3. Measure real-world exposures to pesticides (including mixtures)
Accurate estimates of real-world exposures are vital — especially as overall pesticide reliance is rising and big changes are occurring quickly in the mix of pesticides people are exposed to. It is well established that mixtures of pesticides can have toxic effects when the same pesticides tested individually appear to be safe.
The only way to assure accurate, timely estimates of human exposures is to measure pesticide levels in people – which only governments have the resources to do systematically.
4. Use up-to-date science
For years regulators and the pesticide industry have highlighted the need for deeper understanding of the mechanisms through which exposures to pesticides can trigger adverse health outcomes.
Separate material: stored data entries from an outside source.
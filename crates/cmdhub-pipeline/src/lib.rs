//! # cmdhub-pipeline
//!
//! The assembly half of CommandHub: the [`HookRegistry`] holding the
//! cross-cutting hooks every command shares, the [`MethodCompiler`] contract
//! (with the built-in [`SimpleMethodCompiler`]), the [`PipelineCallable`]
//! that enforces the invocation pipeline, and the [`PipelineAssembler`]
//! front door that registers whole modules into a dispatcher.

pub mod assembler;
pub mod callable;
pub mod compiler;
pub mod error;
pub mod hooks;

pub use assembler::PipelineAssembler;
pub use callable::PipelineCallable;
pub use compiler::{MethodCompiler, SimpleMethodCompiler};
pub use error::{CompileError, ConfigurationError};
pub use hooks::{ExceptionConverter, HookRegistry, HookSnapshot, InvokeListener};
Now that science is doing just that, regulators are reluctant to draw upon cutting-edge research in identifying high-risk pesticide uses. Meanwhile, the pesticide industry argues new research methods focusing on mechanisms at the biochemical and genetic levels are not ready to support regulatory decision making.
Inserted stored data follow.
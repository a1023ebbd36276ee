//! Listeners observing and intercepting command invocations.

use async_trait::async_trait;

use cmdhub_core::context::InvocationContext;
use cmdhub_core::result::CommandResult;

/// Observes the phases of a command invocation.
///
/// Listeners are notified in registration order. Every method has a no-op
/// default, so implementations override only the phases they care about.
#[async_trait]
pub trait InvokeListener: Send + Sync + std::fmt::Debug {
    /// Called after authorization and before the command body runs.
    ///
    /// Returning an error aborts the invocation: remaining listeners are
    /// skipped and the body never runs.
    async fn before_invoke(&self, ctx: &InvocationContext) -> CommandResult<()> {
        let _ = ctx;
        Ok(())
    }

    /// Called after the command body completes successfully. An error here
    /// replaces the invocation's successful outcome.
    async fn after_invoke(&self, ctx: &InvocationContext) -> CommandResult<()> {
        let _ = ctx;
        Ok(())
    }

    /// Observes a failing invocation before exception conversion runs.
    async fn on_exception(
        &self,
        ctx: &InvocationContext,
        failure: &(dyn std::error::Error + Send + Sync + 'static),
    ) {
        let _ = (ctx, failure);
    }
}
This bias against new science must end. The commentary explains why, and offers pragmatic steps regulators can implement now.
5. Integrate knowledge from multiple disciplines
The flagship project The Heartland Study seeks to understand the impact of rising herbicide exposure on pregnant women and their babies living in the Midwestern US. There is a pressing need for pesticide risk-assessment science to integrate scientific information and tools from multiple disciplines.
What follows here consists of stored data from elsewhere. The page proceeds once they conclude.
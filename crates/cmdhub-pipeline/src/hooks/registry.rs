//! Hook registry: the configuration holder compiled commands are built
//! against.
//!
//! The registry is deliberately not synchronized: configuration happens up
//! front through `&mut` mutators, and every build takes an immutable
//! [`HookSnapshot`], so commands compiled earlier never observe later
//! mutations.

use std::collections::VecDeque;
use std::sync::Arc;

use tracing::info;

use cmdhub_core::traits::{AllowAllAuthorizer, Authorizer, CommandCompleter, EmptyCompleter};
use cmdhub_executor::{SynchronousExecutor, TaskExecutor};

use super::converter::ExceptionConverter;
use super::listener::InvokeListener;
use crate::error::ConfigurationError;

/// Holds the cross-cutting hooks shared by every command built against it.
///
/// Listeners are kept in registration order and notified FIFO; converters
/// are kept newest-first and consulted LIFO. The authorizer, completer, and
/// executor are single-valued with replace-on-set semantics. Mutators given
/// no value fail with [`ConfigurationError`] and leave the previous value
/// in effect.
#[derive(Debug)]
pub struct HookRegistry {
    invoke_listeners: Vec<Arc<dyn InvokeListener>>,
    exception_converters: VecDeque<Arc<dyn ExceptionConverter>>,
    authorizer: Arc<dyn Authorizer>,
    completer: Arc<dyn CommandCompleter>,
    executor: Arc<dyn TaskExecutor>,
}

impl HookRegistry {
    /// Creates a registry with no listeners or converters, the allow-all
    /// authorizer, the empty completer, and the synchronous executor.
    pub fn new() -> Self {
        Self {
            invoke_listeners: Vec::new(),
            exception_converters: VecDeque::new(),
            authorizer: Arc::new(AllowAllAuthorizer),
            completer: Arc::new(EmptyCompleter),
            executor: Arc::new(SynchronousExecutor::new()),
        }
    }

    /// Appends an invocation listener. Listeners are notified in
    /// registration order and are not deduplicated: a listener registered
    /// twice is notified twice.
    pub fn add_invoke_listener(
        &mut self,
        listener: Option<Arc<dyn InvokeListener>>,
    ) -> Result<(), ConfigurationError> {
        let listener = listener.ok_or(ConfigurationError::missing("invoke listener"))?;
        self.invoke_listeners.push(listener);
        info!(
            listeners = self.invoke_listeners.len(),
            "Invoke listener registered"
        );
        Ok(())
    }

    /// Registers an exception converter ahead of all existing ones, so it
    /// is consulted first.
    pub fn add_exception_converter(
        &mut self,
        converter: Option<Arc<dyn ExceptionConverter>>,
    ) -> Result<(), ConfigurationError> {
        let converter = converter.ok_or(ConfigurationError::missing("exception converter"))?;
        info!(
            converter = %converter.name(),
            converters = self.exception_converters.len() + 1,
            "Exception converter registered"
        );
        self.exception_converters.push_front(converter);
        Ok(())
    }

    /// Replaces the active authorizer.
    pub fn set_authorizer(
        &mut self,
        authorizer: Option<Arc<dyn Authorizer>>,
    ) -> Result<(), ConfigurationError> {
        let authorizer = authorizer.ok_or(ConfigurationError::missing("authorizer"))?;
        info!(authorizer = ?authorizer, "Authorizer replaced");
        self.authorizer = authorizer;
        Ok(())
    }

    /// Replaces the active completer.
    pub fn set_completer(
        &mut self,
        completer: Option<Arc<dyn CommandCompleter>>,
    ) -> Result<(), ConfigurationError> {
        let completer = completer.ok_or(ConfigurationError::missing("completer"))?;
        info!(completer = ?completer, "Completer replaced");
        self.completer = completer;
        Ok(())
    }

    /// Replaces the active executor. Commands built before the replacement
    /// keep dispatching through the executor captured in their snapshot.
    pub fn set_executor(
        &mut self,
        executor: Option<Arc<dyn TaskExecutor>>,
    ) -> Result<(), ConfigurationError> {
        let executor = executor.ok_or(ConfigurationError::missing("executor"))?;
        info!(executor = ?executor, "Executor replaced");
        self.executor = executor;
        Ok(())
    }

    /// Listeners in registration (notification) order.
    pub fn invoke_listeners(&self) -> &[Arc<dyn InvokeListener>] {
        &self.invoke_listeners
    }

    /// Converters in consultation order, most recently registered first.
    pub fn exception_converters(&self) -> impl Iterator<Item = &Arc<dyn ExceptionConverter>> {
        self.exception_converters.iter()
    }

    /// The active authorizer.
    pub fn authorizer(&self) -> &Arc<dyn Authorizer> {
        &self.authorizer
    }

    /// The active completer.
    pub fn completer(&self) -> &Arc<dyn CommandCompleter> {
        &self.completer
    }

    /// The active executor.
    pub fn executor(&self) -> &Arc<dyn TaskExecutor> {
        &self.executor
    }

    /// Captures the current hooks for a build.
    pub fn snapshot(&self) -> HookSnapshot {
        HookSnapshot {
            invoke_listeners: self.invoke_listeners.clone(),
            exception_converters: self.exception_converters.iter().cloned().collect(),
            authorizer: Arc::clone(&self.authorizer),
            completer: Arc::clone(&self.completer),
            executor: Arc::clone(&self.executor),
        }
    }
}

impl Default for HookRegistry {
    fn default() -> Self {
        Self::new()
    }
}

/// Immutable capture of a registry's hooks, taken once per build.
///
/// Compiled commands keep the snapshot they were built with; registry
/// mutations after the build do not reach them.
#[derive(Debug, Clone)]
pub struct HookSnapshot {
    /// Listeners in notification order.
    pub invoke_listeners: Vec<Arc<dyn InvokeListener>>,
    /// Converters in consultation order, most recently registered first.
    pub exception_converters: Vec<Arc<dyn ExceptionConverter>>,
    /// Active authorizer.
    pub authorizer: Arc<dyn Authorizer>,
    /// Active completer.
    pub completer: Arc<dyn CommandCompleter>,
    /// Active executor.
    pub executor: Arc<dyn TaskExecutor>,
}

#[cfg(test)]
mod tests {
    use cmdhub_core::context::InvocationContext;
    use cmdhub_core::error::CommandError;

    use super::*;

    #[derive(Debug)]
    struct NamedListener;

    impl InvokeListener for NamedListener {}

    #[derive(Debug)]
    struct NamedConverter {
        name: &'static str,
    }

    impl ExceptionConverter for NamedConverter {
        fn name(&self) -> &str {
            self.name
        }

        fn convert(
            &self,
            _ctx: &InvocationContext,
            _failure: &(dyn std::error::Error + Send + Sync + 'static),
        ) -> Option<CommandError> {
            None
        }
    }

    #[derive(Debug)]
    struct DenyAllAuthorizer;

    #[async_trait::async_trait]
    impl Authorizer for DenyAllAuthorizer {
        async fn check(&self, _ctx: &InvocationContext, _permission: &str) -> bool {
            false
        }
    }

    fn converter(name: &'static str) -> Arc<dyn ExceptionConverter> {
        Arc::new(NamedConverter { name })
    }

    #[test]
    fn test_listeners_keep_registration_order() {
        let mut registry = HookRegistry::new();
        let first: Arc<dyn InvokeListener> = Arc::new(NamedListener);
        let second: Arc<dyn InvokeListener> = Arc::new(NamedListener);
        registry.add_invoke_listener(Some(Arc::clone(&first))).unwrap();
        registry.add_invoke_listener(Some(Arc::clone(&second))).unwrap();

        let listeners = registry.invoke_listeners();
        assert_eq!(listeners.len(), 2);
        assert!(Arc::ptr_eq(&listeners[0], &first));
        assert!(Arc::ptr_eq(&listeners[1], &second));
    }

    #[test]
    fn test_duplicate_listener_is_kept_twice() {
        let mut registry = HookRegistry::new();
        let listener: Arc<dyn InvokeListener> = Arc::new(NamedListener);
        registry.add_invoke_listener(Some(Arc::clone(&listener))).unwrap();
        registry.add_invoke_listener(Some(listener)).unwrap();
        assert_eq!(registry.invoke_listeners().len(), 2);
    }

    #[test]
    fn test_converters_consulted_newest_first() {
        let mut registry = HookRegistry::new();
        registry.add_exception_converter(Some(converter("c1"))).unwrap();
        registry.add_exception_converter(Some(converter("c2"))).unwrap();
        registry.add_exception_converter(Some(converter("c3"))).unwrap();

        let order: Vec<&str> = registry.exception_converters().map(|c| c.name()).collect();
        assert_eq!(order, vec!["c3", "c2", "c1"]);
    }

    #[test]
    fn test_missing_value_is_rejected_and_previous_kept() {
        let mut registry = HookRegistry::new();
        let custom: Arc<dyn Authorizer> = Arc::new(DenyAllAuthorizer);
        registry.set_authorizer(Some(Arc::clone(&custom))).unwrap();

        let err = registry.set_authorizer(None).unwrap_err();
        assert_eq!(err, ConfigurationError::missing("authorizer"));
        assert!(Arc::ptr_eq(registry.authorizer(), &custom));

        assert!(registry.add_invoke_listener(None).is_err());
        assert!(registry.add_exception_converter(None).is_err());
        assert!(registry.set_completer(None).is_err());
        assert!(registry.set_executor(None).is_err());
        assert!(registry.invoke_listeners().is_empty());
        assert_eq!(registry.exception_converters().count(), 0);
    }

    #[tokio::test]
    async fn test_defaults_allow_everything_and_suggest_nothing() {
        let registry = HookRegistry::new();
        let ctx = InvocationContext::new("ping", "");
        assert!(registry.authorizer().check(&ctx, "any.permission").await);
        assert!(registry.completer().suggest("pi", &ctx).await.is_empty());
        assert!(!registry.executor().is_shutdown());
    }

    #[test]
    fn test_snapshot_is_isolated_from_later_mutations() {
        let mut registry = HookRegistry::new();
        registry.add_exception_converter(Some(converter("early"))).unwrap();
        let snapshot = registry.snapshot();

        registry.add_exception_converter(Some(converter("late"))).unwrap();
        assert_eq!(snapshot.exception_converters.len(), 1);
        assert_eq!(snapshot.exception_converters[0].name(), "early");
        assert_eq!(registry.exception_converters().count(), 2);
    }
}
Genomic research, in particular, is rapidly advancing our knowledge of how damage occurs. New approaches are deepening understanding that prenatal pesticide exposures can disrupt foetal development and impair newborn intelligence, and/or disrupt behaviour, and/or increase the risk of ADHD or autism. Advances in epidemiology can be accelerated through direct measures of exposure in people, as the The Heartland Study is conducting, coupled with identification of new markers of disease from genomics research, such as the work the Heartland Health Research Alliance is supporting at King’s College, London.
The authors conclude in their paper, "The surest path to achieve significant and sustained reductions in the adverse impacts of pesticides is reducing their overall use. Doing so will require more investment in public and private research and technical support for farmers."
Reforms needed in the EU context
Many of the reforms recommended in the new paper – including ending industry testing of its own products and testing formulations rather than isolated "active ingredients" – have been proposed for many years by GMWatch and other NGOs. These reforms are described within a European Union context in a peer-reviewed paper authored by policy and law experts together with scientists.
Titled, "Achieving a high level of protection from pesticides in Europe: Problems with the current risk assessment procedure and solutions", the paper was published in 2020 in the European Journal of Risk Regulation. Authors include GMWatch editor Claire Robinson and scientists Prof Christopher J. Portier and Dr Robin Mesnage.